* Information shown:
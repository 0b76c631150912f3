// storage/src/store.rs

use std::path::Path;

use serde::de::DeserializeOwned;
use serde::Serialize;
use sled::{Batch, Db, Tree};
use tracing::warn;

use models::errors::SiteResult;

/// Collection key for reservation records.
pub const KEY_RESERVATIONS: &str = "reservations";
/// Collection key for facility entries.
pub const KEY_FACILITIES: &str = "facilities";
/// Content key for the About page text.
pub const KEY_ABOUT: &str = "aboutText";
/// Content key for the Privacy page text.
pub const KEY_PRIVACY: &str = "privacyText";

/// A store of named collections: each key maps to one JSON-encoded array
/// (or JSON-encoded string, for the content keys). Collections are replaced
/// wholesale on every save; there is no partial update.
///
/// Reads never fail: an absent key or a value that no longer parses degrades
/// to the caller-supplied fallback.
pub struct RecordStore {
    tree: Tree,
}

impl RecordStore {
    const TREE_NAME: &'static str = "collections";

    pub fn new(db: &Db) -> SiteResult<Self> {
        let tree = db.open_tree(Self::TREE_NAME)?;
        Ok(Self { tree })
    }

    /// Opens (creating if absent) a store at `path` with its own database.
    pub fn open<P: AsRef<Path>>(path: P) -> SiteResult<Self> {
        let db = sled::open(path)?;
        Self::new(&db)
    }

    /// Returns the persisted sequence for `key`, or `fallback` when the key
    /// has never been written or its value fails to parse.
    pub fn load<T: DeserializeOwned>(&self, key: &str, fallback: Vec<T>) -> Vec<T> {
        self.read_or(key, fallback)
    }

    /// Serializes and persists the entire sequence, replacing any prior
    /// value for `key`. Callers append via read-modify-write.
    pub fn save<T: Serialize>(&self, key: &str, records: &[T]) -> SiteResult<()> {
        self.write(key, &records)
    }

    /// Read-modify-write append: load, push, save.
    pub fn append<T: Serialize + DeserializeOwned>(&self, key: &str, record: T) -> SiteResult<()> {
        let mut records: Vec<T> = self.load(key, Vec::new());
        records.push(record);
        self.save(key, &records)
    }

    /// Returns the persisted text for `key`, or `fallback` when absent or
    /// unparseable.
    pub fn load_text(&self, key: &str, fallback: &str) -> String {
        self.read_or(key, fallback.to_string())
    }

    pub fn save_text(&self, key: &str, text: &str) -> SiteResult<()> {
        self.write(key, &text)
    }

    fn read_or<T: DeserializeOwned>(&self, key: &str, fallback: T) -> T {
        let ivec = match self.tree.get(key) {
            Ok(Some(ivec)) => ivec,
            Ok(None) => return fallback,
            Err(err) => {
                warn!("Failed to read collection '{}': {}", key, err);
                return fallback;
            }
        };
        match serde_json::from_slice(&ivec) {
            Ok(value) => value,
            Err(err) => {
                warn!("Discarding unparseable value for '{}': {}", key, err);
                fallback
            }
        }
    }

    fn write<T: Serialize>(&self, key: &str, value: &T) -> SiteResult<()> {
        let encoded = serde_json::to_vec(value)?;
        let mut batch = Batch::default();
        batch.insert(key, encoded.as_slice());
        self.tree.apply_batch(batch)?;
        // Persist synchronously; a save that returns Ok is on disk.
        self.tree.flush()?;
        Ok(())
    }
}

#[cfg(test)]
mod tests {
    use super::*;
    use tempfile::TempDir;

    fn open_store() -> (TempDir, RecordStore) {
        let dir = TempDir::new().unwrap();
        let store = RecordStore::open(dir.path().join("records")).unwrap();
        (dir, store)
    }

    #[test]
    fn should_return_fallback_for_unwritten_key() {
        let (_dir, store) = open_store();
        let records = store.load("nothing", vec!["fallback".to_string()]);
        assert_eq!(records, vec!["fallback"]);
        // The miss must not have written anything.
        let records = store.load("nothing", vec!["other".to_string()]);
        assert_eq!(records, vec!["other"]);
    }

    #[test]
    fn should_round_trip_saved_records() {
        let (_dir, store) = open_store();
        let records = vec!["a".to_string(), "b".to_string()];
        store.save("letters", &records).unwrap();
        assert_eq!(store.load::<String>("letters", Vec::new()), records);
    }

    #[test]
    fn should_degrade_to_fallback_on_corrupt_value() {
        let (_dir, store) = open_store();
        store.tree.insert("broken", b"{not json".as_slice()).unwrap();
        let records = store.load("broken", vec![1u32, 2, 3]);
        assert_eq!(records, vec![1, 2, 3]);
    }

    #[test]
    fn should_preserve_insertion_order_across_appends() {
        let (_dir, store) = open_store();
        for n in 0..5u32 {
            store.append("numbers", n).unwrap();
        }
        assert_eq!(store.load::<u32>("numbers", Vec::new()), vec![0, 1, 2, 3, 4]);
    }

    #[test]
    fn should_round_trip_text_content() {
        let (_dir, store) = open_store();
        assert_eq!(store.load_text(KEY_ABOUT, "default"), "default");
        store.save_text(KEY_ABOUT, "About the school").unwrap();
        assert_eq!(store.load_text(KEY_ABOUT, "default"), "About the school");
    }
}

* Assignment: Your reply must repeat the records above exactly and in full.

* Answer area:
repository 0b76c631150912f3
// storage/src/store.rs

use std::path::Path;

use serde::de::DeserializeOwned;
use serde::Serialize;
use sled::{Batch, Db, Tree};
use tracing::warn;

use models::errors::SiteResult;

/// Collection key for reservation records.
pub const KEY_RESERVATIONS: &str = "reservations";
/// Collection key for facility entries.
pub const KEY_FACILITIES: &str = "facilities";
/// Content key for the About page text.
pub const KEY_ABOUT: &str = "aboutText";
/// Content key for the Privacy page text.
pub const KEY_PRIVACY: &str = "privacyText";

/// A store of named collections: each key maps to one JSON-encoded array
/// (or JSON-encoded string, for the content keys). Collections are replaced
/// wholesale on every save; there is no partial update.
///
/// Reads never fail: an absent key or a value that no longer parses degrades
/// to the caller-supplied fallback.
pub struct RecordStore {
    tree: Tree,
}

impl RecordStore {
    const TREE_NAME: &'static str = "collections";

    pub fn new(db: &Db) -> SiteResult<Self> {
        let tree = db.open_tree(Self::TREE_NAME)?;
        Ok(Self { tree })
    }

    /// Opens (creating if absent) a store at `path` with its own database.
    pub fn open<P: AsRef<Path>>(path: P) -> SiteResult<Self> {
        let db = sled::open(path)?;
        Self::new(&db)
    }

    /// Returns the persisted sequence for `key`, or `fallback` when the key
    /// has never been written or its value fails to parse.
    pub fn load<T: DeserializeOwned>(&self, key: &str, fallback: Vec<T>) -> Vec<T> {
        self.read_or(key, fallback)
    }

    /// Serializes and persists the entire sequence, replacing any prior
    /// value for `key`. Callers append via read-modify-write.
    pub fn save<T: Serialize>(&self, key: &str, records: &[T]) -> SiteResult<()> {
        self.write(key, &records)
    }

    /// Read-modify-write append: load, push, save.
    pub fn append<T: Serialize + DeserializeOwned>(&self, key: &str, record: T) -> SiteResult<()> {
        let mut records: Vec<T> = self.load(key, Vec::new());
        records.push(record);
        self.save(key, &records)
    }

    /// Returns the persisted text for `key`, or `fallback` when absent or
    /// unparseable.
    pub fn load_text(&self, key: &str, fallback: &str) -> String {
        self.read_or(key, fallback.to_string())
    }

    pub fn save_text(&self, key: &str, text: &str) -> SiteResult<()> {
        self.write(key, &text)
    }

    fn read_or<T: DeserializeOwned>(&self, key: &str, fallback: T) -> T {
        let ivec = match self.tree.get(key) {
            Ok(Some(ivec)) => ivec,
            Ok(None) => return fallback,
            Err(err) => {
                warn!("Failed to read collection '{}': {}", key, err);
                return fallback;
            }
        };
        match serde_json::from_slice(&ivec) {
            Ok(value) => value,
            Err(err) => {
                warn!("Discarding unparseable value for '{}': {}", key, err);
                fallback
            }
        }
    }

    fn write<T: Serialize>(&self, key: &str, value: &T) -> SiteResult<()> {
        let encoded = serde_json::to_vec(value)?;
        let mut batch = Batch::default();
        batch.insert(key, encoded.as_slice());
        self.tree.apply_batch(batch)?;
        // Persist synchronously; a save that returns Ok is on disk.
        self.tree.flush()?;
        Ok(())
    }
}

#[cfg(test)]
mod tests {
    use super::*;
    use tempfile::TempDir;

    fn open_store() -> (TempDir, RecordStore) {
        let dir = TempDir::new().unwrap();
        let store = RecordStore::open(dir.path().join("records")).unwrap();
        (dir, store)
    }

    #[test]
    fn should_return_fallback_for_unwritten_key() {
        let (_dir, store) = open_store();
        let records = store.load("nothing", vec!["fallback".to_string()]);
        assert_eq!(records, vec!["fallback"]);
        // The miss must not have written anything.
        let records = store.load("nothing", vec!["other".to_string()]);
        assert_eq!(records, vec!["other"]);
    }

    #[test]
    fn should_round_trip_saved_records() {
        let (_dir, store) = open_store();
        let records = vec!["a".to_string(), "b".to_string()];
        store.save("letters", &records).unwrap();
        assert_eq!(store.load::<String>("letters", Vec::new()), records);
    }

    #[test]
    fn should_degrade_to_fallback_on_corrupt_value() {
        let (_dir, store) = open_store();
        store.tree.insert("broken", b"{not json".as_slice()).unwrap();
        let records = store.load("broken", vec![1u32, 2, 3]);
        assert_eq!(records, vec![1, 2, 3]);
    }

    #[test]
    fn should_preserve_insertion_order_across_appends() {
        let (_dir, store) = open_store();
        for n in 0..5u32 {
            store.append("numbers", n).unwrap();
        }
        assert_eq!(store.load::<u32>("numbers", Vec::new()), vec![0, 1, 2, 3, 4]);
    }

    #[test]
    fn should_round_trip_text_content() {
        let (_dir, store) = open_store();
        assert_eq!(store.load_text(KEY_ABOUT, "default"), "default");
        store.save_text(KEY_ABOUT, "About the school").unwrap();
        assert_eq!(store.load_text(KEY_ABOUT, "default"), "About the school");
    }
}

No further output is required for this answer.